Böyle bir konu üzerine yazı yazmak bile rahatsız ediyor insanı.
Kayıp çocuklar üzerine…
Cinsel istismara...
Yani tecavüze uğrayan, sonrasında vahşice öldürülen çocuklar üzerine yazı yazmak…

***

Neden daha güzel şeyler üzerine yazılar yazamıyoruz?
Dostluk üzerine…
İyilik üzerine…
Yaşama sevinci üzerine…
Sevgi üzerine…
Çocuk sevgisi üzerine mesela…
İnsan!
İnsan sevgisi üzerine…
'Her şey insanı sevmekle başlar,' demişti Sait Faik.

***

Neden aşk üzerine yazılar yazamıyoruz?
Kadınlar üzerine…
Ceylan gözlü güzel kızlar üzerine…
Kızıl saçlı…
Esmer, ela gözlü…
Beyaz tenli, mavi gözlü sevgililer üzerine yazılar yazamıyoruz.
Neden,
'Yarin dudağından getirilmiş
Bir katre alevdir bu karanfil,' diye yazamıyoruz?
Neden?
Çünkü ne karanfil kaldı, ne yar ne de yarin dudağı.
İçimiz karardı. Sevgi, saygı, şefkat… Hiçbir şey kalmadı.

***

Neden,
'Kadın
yakaladı genç adamı
elinden.
Genç adam
yakaladı kadını belinden.
Bir yumrukta kırdı camı.
Oturdular pencerenin içine.
Sarktı ayakları gecenin içine…
Işıklı bir deniz dibi gibi
başlarında, sağda, solda gece yanıyor.
Ayakları karanlık boşluklara sallanıyor…
Sallanıyor ayakları
sallanıyor ayakları…
……….. DUDAKLARI ……
Sevmek mükemmel iş delikanlım.
Sev bakalım…
Mademki kafanda ışıklı bir gece var,
benden izin sana,
seeeeev
sevebildiğin kadar…' diye yazamıyoruz.
Neden?
Çünkü kadın şeytandır!
'Kadınlara selam vermek, kadınlarla tokalaşmak şehvet uyandırır; onun için kadınlara selam vermek, kadınlarla tokalaşmak günahtır!'
Ve cinsiyetçi söylemler…
'Hamile kadının sokağa çıkması ayıptır…'
Cinsel içerikli, suçlayıcı söylemler…
'Açıl kızım açıl!
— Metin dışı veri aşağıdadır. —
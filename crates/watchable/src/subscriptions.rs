#![forbid(unsafe_code)]

//! Ordered callback registry with one-shot unsubscribe handles.
//!
//! # Invariants
//!
//! 1. Callbacks are kept in registration order.
//! 2. A callback identity (`Rc` pointer) is present at most once.
//! 3. [`Subscriptions::snapshot`] materializes the member set before any
//!    callback runs, so a pass over the snapshot is unaffected by
//!    registrations or removals made from inside a callback.
//!
//! # Failure Modes
//!
//! - **Double registration**: `add` returns
//!   [`WatchableError::DuplicateSubscription`].
//! - **Stale removal**: `remove` returns
//!   [`WatchableError::MissingSubscription`].
//! - **Registry dropped**: an [`Unsubscribe`] created by
//!   [`Subscriptions::attach`] becomes inert and reports `Ok(())`.

use std::cell::RefCell;
use std::collections::BTreeMap;
use std::fmt;
use std::rc::{Rc, Weak};

use ahash::AHashMap;

use crate::error::{Result, WatchableError};
use crate::trace;

/// Identifier handed out for each registered callback.
pub type SubscriptionId = u64;

/// Allocation address of an `Rc`, ignoring any trait-object metadata.
fn identity<C: ?Sized>(callback: &Rc<C>) -> usize {
    Rc::as_ptr(callback).cast::<()>() as usize
}

/// An ordered set of callbacks keyed by pointer identity.
///
/// Ids are handed out in increasing order, so iterating `entries` by id is
/// registration order. `add`, `remove` and `contains` are O(log n) or
/// better.
pub struct Subscriptions<C: ?Sized> {
    entries: BTreeMap<SubscriptionId, Rc<C>>,
    identities: AHashMap<usize, SubscriptionId>,
    next_id: SubscriptionId,
}

impl<C: ?Sized> Default for Subscriptions<C> {
    fn default() -> Self {
        Self::new()
    }
}

impl<C: ?Sized> fmt::Debug for Subscriptions<C> {
    fn fmt(&self, f: &mut fmt::Formatter<'_>) -> fmt::Result {
        f.debug_struct("Subscriptions")
            .field("len", &self.entries.len())
            .field("next_id", &self.next_id)
            .finish()
    }
}

impl<C: ?Sized> Subscriptions<C> {
    /// Creates an empty registry.
    #[must_use]
    pub fn new() -> Self {
        Self {
            entries: BTreeMap::new(),
            identities: AHashMap::new(),
            next_id: 1,
        }
    }

    /// Registers `callback`, rejecting a second registration of the same
    /// `Rc` allocation.
    pub fn add(&mut self, callback: Rc<C>) -> Result<SubscriptionId> {
        let key = identity(&callback);
        if self.identities.contains_key(&key) {
            let err = WatchableError::DuplicateSubscription;
            trace::subscription_error(&err);
            return Err(err);
        }
        let id = self.next_id;
        self.next_id += 1;
        self.identities.insert(key, id);
        self.entries.insert(id, callback);
        Ok(id)
    }

    /// Removes the callback registered under `id`.
    pub fn remove(&mut self, id: SubscriptionId) -> Result<()> {
        match self.entries.remove(&id) {
            Some(callback) => {
                self.identities.remove(&identity(&callback));
                Ok(())
            }
            None => {
                let err = WatchableError::MissingSubscription;
                trace::subscription_error(&err);
                Err(err)
            }
        }
    }

    /// Whether `callback` is currently registered.
    #[must_use]
    pub fn contains(&self, callback: &Rc<C>) -> bool {
        self.identities.contains_key(&identity(callback))
    }

    #[inline]
    #[must_use]
    pub fn len(&self) -> usize {
        self.entries.len()
    }

    #[inline]
    #[must_use]
    pub fn is_empty(&self) -> bool {
        self.entries.is_empty()
    }

    /// Point-in-time copy of the members, in registration order.
    #[must_use]
    pub fn snapshot(&self) -> Vec<Rc<C>> {
        self.entries.values().map(Rc::clone).collect()
    }
}

impl<C: ?Sized + 'static> Subscriptions<C> {
    /// Registers `callback` in a shared registry and returns the handle that
    /// removes it again.
    ///
    /// The handle only holds a weak reference, so it never extends the
    /// registry's lifetime.
    pub fn attach(registry: &Rc<RefCell<Self>>, callback: Rc<C>) -> Result<Unsubscribe> {
        let id = registry.borrow_mut().add(callback)?;
        let weak: Weak<RefCell<Self>> = Rc::downgrade(registry);
        Ok(Unsubscribe::new(move || match weak.upgrade() {
            Some(registry) => {
                trace::unsubscribe(id);
                registry.borrow_mut().remove(id)
            }
            None => Ok(()),
        }))
    }
}

/// One-shot capability that removes a watcher.
///
/// Consuming `self` makes a second call impossible. Dropping an
/// `Unsubscribe` without calling it leaves the watcher registered; use
/// [`Unsubscribe::into_guard`] for scope-bound subscriptions.
///
/// ```compile_fail
/// let unsub = watchable::Unsubscribe::noop();
/// unsub.unsubscribe().unwrap();
/// unsub.unsubscribe().unwrap();
/// ```
///
/// A stale id is only observable through the registry itself:
///
/// ```
/// use std::rc::Rc;
/// use watchable::{Subscriptions, WatchableError};
///
/// let mut subs: Subscriptions<dyn Fn(u32)> = Subscriptions::new();
/// let id = subs.add(Rc::new(|_: u32| {}))?;
/// subs.remove(id)?;
/// assert_eq!(subs.remove(id), Err(WatchableError::MissingSubscription));
/// # Ok::<(), WatchableError>(())
/// ```
#[must_use = "dropping an Unsubscribe leaves the watcher registered"]
pub struct Unsubscribe {
    action: Box<dyn FnOnce() -> Result<()>>,
}

impl fmt::Debug for Unsubscribe {
    fn fmt(&self, f: &mut fmt::Formatter<'_>) -> fmt::Result {
        f.debug_struct("Unsubscribe").finish_non_exhaustive()
    }
}

impl Unsubscribe {
    pub fn new(action: impl FnOnce() -> Result<()> + 'static) -> Self {
        Self {
            action: Box::new(action),
        }
    }

    /// A handle with nothing to remove.
    pub fn noop() -> Self {
        Self::new(|| Ok(()))
    }

    /// Chains several handles; all of them run, the first error is returned.
    pub fn all(handles: Vec<Unsubscribe>) -> Self {
        Self::new(move || {
            let mut first_err = None;
            for handle in handles {
                if let Err(err) = handle.unsubscribe() {
                    first_err.get_or_insert(err);
                }
            }
            first_err.map_or(Ok(()), Err)
        })
    }

    pub fn unsubscribe(self) -> Result<()> {
        (self.action)()
    }

    /// Converts into an RAII guard that unsubscribes on drop.
    pub fn into_guard(self) -> SubscriptionGuard {
        SubscriptionGuard { handle: Some(self) }
    }
}

/// RAII guard that unsubscribes when dropped.
///
/// Teardown runs at most once, whether through [`SubscriptionGuard::cancel`]
/// or through `Drop`.
#[must_use = "dropping a SubscriptionGuard unsubscribes immediately"]
pub struct SubscriptionGuard {
    handle: Option<Unsubscribe>,
}

impl fmt::Debug for SubscriptionGuard {
    fn fmt(&self, f: &mut fmt::Formatter<'_>) -> fmt::Result {
        f.debug_struct("SubscriptionGuard")
            .field("active", &self.is_active())
            .finish()
    }
}

impl SubscriptionGuard {
    #[must_use]
    pub fn is_active(&self) -> bool {
        self.handle.is_some()
    }

    /// Unsubscribes now. Later calls, and the eventual drop, do nothing.
    pub fn cancel(&mut self) -> Result<()> {
        match self.handle.take() {
            Some(handle) => handle.unsubscribe(),
            None => Ok(()),
        }
    }
}

impl Drop for SubscriptionGuard {
    fn drop(&mut self) {
        if let Err(err) = self.cancel() {
            trace::subscription_error(&err);
        }
    }
}

#[cfg(test)]
mod tests {
    use super::*;
    use std::cell::Cell;

    type Callback = dyn Fn(u32);

    fn callback(f: impl Fn(u32) + 'static) -> Rc<Callback> {
        Rc::new(f)
    }

    #[test]
    fn add_assigns_increasing_ids() {
        let mut subs: Subscriptions<Callback> = Subscriptions::new();
        let id1 = subs.add(callback(|_| {})).unwrap();
        let id2 = subs.add(callback(|_| {})).unwrap();
        assert_eq!(id1, 1);
        assert_eq!(id2, 2);
        assert_eq!(subs.len(), 2);
    }

    #[test]
    fn add_same_identity_twice_fails() {
        let mut subs: Subscriptions<Callback> = Subscriptions::new();
        let cb = callback(|_| {});
        subs.add(Rc::clone(&cb)).unwrap();
        assert_eq!(
            subs.add(Rc::clone(&cb)),
            Err(WatchableError::DuplicateSubscription)
        );
        assert_eq!(subs.len(), 1);
    }

    #[test]
    fn distinct_closures_with_same_body_are_distinct() {
        let mut subs: Subscriptions<Callback> = Subscriptions::new();
        subs.add(callback(|_| {})).unwrap();
        subs.add(callback(|_| {})).unwrap();
        assert_eq!(subs.len(), 2);
    }

    #[test]
    fn remove_missing_fails() {
        let mut subs: Subscriptions<Callback> = Subscriptions::new();
        let id = subs.add(callback(|_| {})).unwrap();
        assert!(subs.remove(id).is_ok());
        assert_eq!(subs.remove(id), Err(WatchableError::MissingSubscription));
        assert!(subs.is_empty());
    }

    #[test]
    fn readd_after_remove_is_allowed() {
        let mut subs: Subscriptions<Callback> = Subscriptions::new();
        let cb = callback(|_| {});
        let id = subs.add(Rc::clone(&cb)).unwrap();
        subs.remove(id).unwrap();
        assert!(!subs.contains(&cb));
        assert!(subs.add(Rc::clone(&cb)).is_ok());
        assert!(subs.contains(&cb));
    }

    #[test]
    fn order_survives_removal_from_the_middle() {
        let order = Rc::new(RefCell::new(Vec::<u32>::new()));
        let mut subs: Subscriptions<Callback> = Subscriptions::new();
        let mut ids = Vec::new();
        for tag in 0..1_000 {
            let order = Rc::clone(&order);
            ids.push(
                subs.add(callback(move |_| order.borrow_mut().push(tag)))
                    .unwrap(),
            );
        }
        for id in ids.iter().step_by(2) {
            subs.remove(*id).unwrap();
        }
        assert_eq!(subs.len(), 500);
        for cb in subs.snapshot() {
            cb(0);
        }
        let want: Vec<u32> = (0..1_000).filter(|tag| tag % 2 == 1).collect();
        assert_eq!(*order.borrow(), want);
    }

    #[test]
    fn identity_ignores_trait_object_metadata() {
        let mut subs: Subscriptions<Callback> = Subscriptions::new();
        let concrete = Rc::new(|_: u32| {});
        let erased: Rc<Callback> = concrete.clone();
        let id = subs.add(Rc::clone(&erased)).unwrap();
        assert!(subs.contains(&erased));
        assert_eq!(subs.add(erased), Err(WatchableError::DuplicateSubscription));
        subs.remove(id).unwrap();
        assert!(subs.is_empty());
    }

    #[test]
    fn snapshot_preserves_registration_order() {
        let order = Rc::new(RefCell::new(Vec::new()));
        let mut subs: Subscriptions<Callback> = Subscriptions::new();
        for tag in 0..4 {
            let order = Rc::clone(&order);
            subs.add(callback(move |_| order.borrow_mut().push(tag)))
                .unwrap();
        }
        for cb in subs.snapshot() {
            cb(0);
        }
        assert_eq!(*order.borrow(), vec![0, 1, 2, 3]);
    }

    #[test]
    fn snapshot_is_immune_to_removal_mid_pass() {
        let registry: Rc<RefCell<Subscriptions<Callback>>> =
            Rc::new(RefCell::new(Subscriptions::new()));
        let calls = Rc::new(Cell::new(0));

        let second_unsub: Rc<RefCell<Option<Unsubscribe>>> = Rc::new(RefCell::new(None));
        let slot = Rc::clone(&second_unsub);
        let c = Rc::clone(&calls);
        let _first = Subscriptions::attach(
            &registry,
            callback(move |_| {
                c.set(c.get() + 1);
                if let Some(unsub) = slot.borrow_mut().take() {
                    unsub.unsubscribe().unwrap();
                }
            }),
        )
        .unwrap();
        let c = Rc::clone(&calls);
        let unsub = Subscriptions::attach(&registry, callback(move |_| c.set(c.get() + 1))).unwrap();
        *second_unsub.borrow_mut() = Some(unsub);

        let pass = registry.borrow().snapshot();
        for cb in pass {
            cb(1);
        }
        // The removed callback still saw the in-flight pass.
        assert_eq!(calls.get(), 2);
        assert_eq!(registry.borrow().len(), 1);
    }

    #[test]
    fn attach_handle_removes_entry() {
        let registry: Rc<RefCell<Subscriptions<Callback>>> =
            Rc::new(RefCell::new(Subscriptions::new()));
        let unsub = Subscriptions::attach(&registry, callback(|_| {})).unwrap();
        assert_eq!(registry.borrow().len(), 1);
        unsub.unsubscribe().unwrap();
        assert!(registry.borrow().is_empty());
    }

    #[test]
    fn attach_handle_is_inert_after_registry_drop() {
        let registry: Rc<RefCell<Subscriptions<Callback>>> =
            Rc::new(RefCell::new(Subscriptions::new()));
        let unsub = Subscriptions::attach(&registry, callback(|_| {})).unwrap();
        drop(registry);
        assert!(unsub.unsubscribe().is_ok());
    }

    #[test]
    fn all_runs_every_handle_and_reports_first_error() {
        let ran = Rc::new(Cell::new(0));
        let r1 = Rc::clone(&ran);
        let r2 = Rc::clone(&ran);
        let combined = Unsubscribe::all(vec![
            Unsubscribe::new(move || {
                r1.set(r1.get() + 1);
                Err(WatchableError::MissingSubscription)
            }),
            Unsubscribe::new(move || {
                r2.set(r2.get() + 1);
                Ok(())
            }),
        ]);
        assert_eq!(
            combined.unsubscribe(),
            Err(WatchableError::MissingSubscription)
        );
        assert_eq!(ran.get(), 2);
    }

    #[test]
    fn guard_unsubscribes_once() {
        let ran = Rc::new(Cell::new(0));
        let r = Rc::clone(&ran);
        let mut guard = Unsubscribe::new(move || {
            r.set(r.get() + 1);
            Ok(())
        })
        .into_guard();
        assert!(guard.is_active());
        guard.cancel().unwrap();
        assert!(!guard.is_active());
        guard.cancel().unwrap();
        drop(guard);
        assert_eq!(ran.get(), 1);
    }

    #[test]
    fn guard_unsubscribes_on_drop() {
        let registry: Rc<RefCell<Subscriptions<Callback>>> =
            Rc::new(RefCell::new(Subscriptions::new()));
        {
            let _guard = Subscriptions::attach(&registry, callback(|_| {}))
                .unwrap()
                .into_guard();
            assert_eq!(registry.borrow().len(), 1);
        }
        assert!(registry.borrow().is_empty());
    }
}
Gelen öpsün giden yalasın!'
Kin ve nefret uyandırıcı, kışkırtıcı söylemler…
'On sekiz yaşında kaşını alıp, kot pantolon giyip üniversiteye giden kızın içini parçalamıyor mu senin?...'

***

Bu karanlığın…
Bu zifiri karanlığın ucu gelip kadınlara, masum çocuklara dayanıyor.
Böyle olunca…
Nasıl sevgi üzerine, aşk üzerine; dünyalar güzeli kadınlar; masum, sevgi dolu çocuklar üzerine yazılar yazacaksın.